Dr. Mueller’s analysis of commercial real estate markets covers 54 Metropolitan Statistical Areas’ (MSAs) across five property types. This report that shows how property types are performing today in a supply and demand framework. The Cycle Monitor – Real Estate Market Cycles is an excellent resource for checking the pulse rate and blood pressure and relative health across major commercial real estate markets nationwide.
The following table summarizes the latest findings for each of the property types in the study.

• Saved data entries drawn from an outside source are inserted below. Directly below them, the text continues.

// Reading domain model
use chrono::{DateTime, Utc};
use serde::{Deserialize, Serialize};
use thiserror::Error;

/// Measurement name every reading is written under
pub const MEASUREMENT: &str = "qparams";

/// Field name holding the humidity value
pub const FIELD: &str = "value";

/// Length of the trailing query window, in days
pub const WINDOW_DAYS: u32 = 30;

/// One timestamped humidity measurement.
///
/// Serialized with the database's column names so the gateway output keeps
/// the `_time` / `_value` shape the dashboard reads.
#[derive(Debug, Clone, PartialEq, Serialize, Deserialize)]
pub struct Reading {
    #[serde(rename = "_time")]
    pub time: DateTime<Utc>,
    #[serde(rename = "_value")]
    pub value: f64,
    #[serde(rename = "_field", default = "default_field")]
    pub field: String,
    #[serde(rename = "_measurement", default = "default_measurement")]
    pub measurement: String,
}

fn default_field() -> String {
    FIELD.to_string()
}

fn default_measurement() -> String {
    MEASUREMENT.to_string()
}

impl Reading {
    pub fn new(time: DateTime<Utc>, value: f64) -> Self {
        Self {
            time,
            value,
            field: default_field(),
            measurement: default_measurement(),
        }
    }
}

#[derive(Debug, Error, PartialEq)]
pub enum ValueError {
    #[error("missing value")]
    Missing,
    #[error("'{0}' is not a number")]
    NotANumber(String),
    #[error("'{0}' is not a finite number")]
    NotFinite(String),
}

/// Parse a raw ingest value into a finite humidity reading value
pub fn parse_value(raw: &str) -> Result<f64, ValueError> {
    let trimmed = raw.trim();
    if trimmed.is_empty() {
        return Err(ValueError::Missing);
    }

    let value: f64 = trimmed
        .parse()
        .map_err(|_| ValueError::NotANumber(raw.to_string()))?;

    // f64::from_str accepts "NaN" and "inf"
    if !value.is_finite() {
        return Err(ValueError::NotFinite(raw.to_string()));
    }

    Ok(value)
}
// Repository trait for humidity reading storage
use crate::domain::reading::Reading;
use async_trait::async_trait;
use chrono::{DateTime, Utc};

#[async_trait]
pub trait ReadingRepository: Send + Sync {
    /// Write one point and wait until the store has acknowledged it
    async fn write_reading(&self, time: DateTime<Utc>, value: f64) -> anyhow::Result<()>;

    /// All readings of the series within the trailing window, fully read
    async fn query_window(&self, days: u32) -> anyhow::Result<Vec<Reading>>;
}
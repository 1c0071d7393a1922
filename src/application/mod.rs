// Application layer - Use cases and the seams to external systems
pub mod dashboard_service;
pub mod error;
pub mod proxy_service;
pub mod reading_repository;
pub mod reading_service;
pub mod reading_source;
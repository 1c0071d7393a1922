// HTTP request handlers
use crate::application::error::{GatewayError, ProxyError};
use crate::domain::reading::Reading;
use crate::presentation::app_state::{DashboardState, GatewayState};
use crate::presentation::page::render_page;
use axum::{
    extract::{Query, State},
    http::StatusCode,
    response::Html,
    Json,
};
use serde::Deserialize;
use std::sync::Arc;

#[derive(Deserialize)]
pub struct EmbedQuery {
    pub value: Option<String>,
}

/// Base route of the gateway
pub async fn root() -> &'static str {
    "OK"
}

/// Liveness check, empty body
pub async fn health_check() -> StatusCode {
    StatusCode::OK
}

/// Ingest one value: `GET /api/v1/embed?value=55.5`
pub async fn embed(
    Query(query): Query<EmbedQuery>,
    State(state): State<Arc<GatewayState>>,
) -> Result<String, GatewayError> {
    let raw = query.value.unwrap_or_default();
    state.reading_service.ingest(&raw).await.inspect_err(|e| {
        // store failures are logged when the response is built
        if let GatewayError::InvalidInput(reason) = e {
            tracing::warn!("Rejected ingest of {:?}: {}", raw, reason);
        }
    })
}

/// All readings of the trailing window
pub async fn get_data(
    State(state): State<Arc<GatewayState>>,
) -> Result<Json<Vec<Reading>>, GatewayError> {
    let readings = state.reading_service.query().await?;
    Ok(Json(readings))
}

/// Republish the gateway's readings
pub async fn proxy(
    State(state): State<Arc<DashboardState>>,
) -> Result<Json<serde_json::Value>, ProxyError> {
    let payload = state.proxy_service.forward().await?;
    Ok(Json(payload))
}

/// The dashboard page, rendered once the single fetch has settled
pub async fn dashboard_page(State(state): State<Arc<DashboardState>>) -> Html<String> {
    let view = state.dashboard_service.load().await;
    Html(render_page(&view, &chrono::Local))
}

pub async fn dashboard_health() -> &'static str {
    "ok"
}
// Summary statistics over a humidity series
use super::reading::Reading;

#[derive(Debug, Clone, PartialEq)]
pub struct HumiditySummary {
    pub highest: Reading,
    pub lowest: Reading,
    /// Arithmetic mean rounded to 2 decimal places
    pub mean: f64,
}

impl HumiditySummary {
    /// Single pass over `readings`. Ties keep the earliest reading, since
    /// only a strictly greater/lesser value replaces the current pick.
    /// Returns `None` for an empty series.
    pub fn compute(readings: &[Reading]) -> Option<Self> {
        let (first, rest) = readings.split_first()?;

        let mut highest = first;
        let mut lowest = first;
        let mut sum = first.value;

        for reading in rest {
            if reading.value > highest.value {
                highest = reading;
            }
            if reading.value < lowest.value {
                lowest = reading;
            }
            sum += reading.value;
        }

        let mean = round2(sum / readings.len() as f64);

        Some(Self {
            highest: highest.clone(),
            lowest: lowest.clone(),
            mean,
        })
    }
}

fn round2(value: f64) -> f64 {
    (value * 100.0).round() / 100.0
}

#[cfg(test)]
mod tests {
    use super::*;
    use chrono::{Duration, TimeZone, Utc};

    fn series(values: &[f64]) -> Vec<Reading> {
        let start = Utc.with_ymd_and_hms(2024, 5, 1, 0, 0, 0).unwrap();
        values
            .iter()
            .enumerate()
            .map(|(i, v)| Reading::new(start + Duration::hours(i as i64), *v))
            .collect()
    }

    #[test]
    fn test_empty_series_has_no_summary() {
        assert_eq!(HumiditySummary::compute(&[]), None);
    }

    #[test]
    fn test_single_reading() {
        let readings = series(&[55.5]);
        let summary = HumiditySummary::compute(&readings).unwrap();

        assert_eq!(summary.highest.value, 55.5);
        assert_eq!(summary.lowest.value, 55.5);
        assert_eq!(summary.mean, 55.5);
    }

    #[test]
    fn test_extremes_and_mean() {
        let readings = series(&[40.0, 72.5, 38.25, 60.0]);
        let summary = HumiditySummary::compute(&readings).unwrap();

        assert_eq!(summary.highest, readings[1]);
        assert_eq!(summary.lowest, readings[2]);
        assert_eq!(summary.mean, 52.69);

        for r in &readings {
            assert!(r.value <= summary.highest.value);
            assert!(r.value >= summary.lowest.value);
        }
    }

    #[test]
    fn test_ties_keep_earliest_reading() {
        let readings = series(&[50.0, 70.0, 30.0, 70.0, 30.0]);
        let summary = HumiditySummary::compute(&readings).unwrap();

        assert_eq!(summary.highest.time, readings[1].time);
        assert_eq!(summary.lowest.time, readings[2].time);
    }

    #[test]
    fn test_mean_rounds_to_two_decimals() {
        let readings = series(&[1.0, 2.0, 2.0]);
        let summary = HumiditySummary::compute(&readings).unwrap();

        assert_eq!(summary.mean, 1.67);
    }
}
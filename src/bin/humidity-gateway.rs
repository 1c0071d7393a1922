// Store gateway - Dependency injection and server setup
use std::sync::Arc;

use humidity_monitor::application::reading_service::ReadingService;
use humidity_monitor::infrastructure::config::load_gateway_config;
use humidity_monitor::infrastructure::influx_repository::InfluxRepository;
use humidity_monitor::presentation::app_state::GatewayState;
use humidity_monitor::presentation::routes::gateway_router;

#[tokio::main]
async fn main() -> anyhow::Result<()> {
    humidity_monitor::init_tracing();

    // Missing settings stop the process here, before anything is served
    let config = load_gateway_config()?;
    tracing::info!(
        host = %config.influx.host,
        org = %config.influx.org,
        bucket = %config.influx.bucket,
        "Using InfluxDB"
    );

    let repository = Arc::new(InfluxRepository::new(config.influx));
    let state = Arc::new(GatewayState {
        reading_service: ReadingService::new(repository),
    });

    let addr = config.server.bind_address();
    let listener = tokio::net::TcpListener::bind(&addr).await?;
    tracing::info!("Listening http://{}", addr);

    axum::serve(listener, gateway_router(state)).await?;

    Ok(())
}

Dr. Mueller defines four distinct phases in the commercial real estate cycle providing decision points for investment and exit strategies. Long-term occupancy average is the key determinant of rental growth rates and ultimately property value. Across the cycle, Dr. Mueller has described rental behavior within each of the phases, using market levels ranging from 1 to 16. The equilibrium market level is 11, where neither demand nor supply drive rent changes. This is also the peak occupancy level.
Recovery Declining Vacancy, No New Construction
1-3 Negative Rental Growth
3-6 Below Inflation Rental Growth
Expansion Declining Vacancy, New Construction
6-8 Rents Rise Rapidly Toward New Construction Levels
8-11 High Rent Growth in Tight Market
Hypersupply Increasing Vacancy, New Construction
11-14 Rent Growth Positive But Declining
Recession Increasing Vacancy, More Completions
14-16, then back to 1 Below Inflation, Negative Rent Growth
These are illustrated in the following graphic from Dr Mueller’s report.
The following graph (from Dr. Mueller’s Q3 2018 report) shows the current cycle stage from a national perspective. Apartments, given ongoing new deliveries in the past four years, are the most mature property type across the cycle and are in the Hypersupply Phase with rents still increasing but at a declining rate. Many of the individual hotel markets in the 54 metros are also in the Hypersupply quadrant.
To download The Cycle Monitor to view the same data as above for 54 MSAs across the five property types, click https://daniels-pull-universityofdenv.netdna-ssl.com/assets/Cycle-Monitor-18Q3.pdf
Pay attention to each of the property types in the report focusing on cities that have excess supply, and also those with supply trailing demand.
Dr. Glenn Mueller is a professor at the Burns School of Real Estate and Construction Management at the University of Denver. To learn more about him click https://daniels.du.edu/directory/glenn-mueller/
Thanks again Glenn for this great research.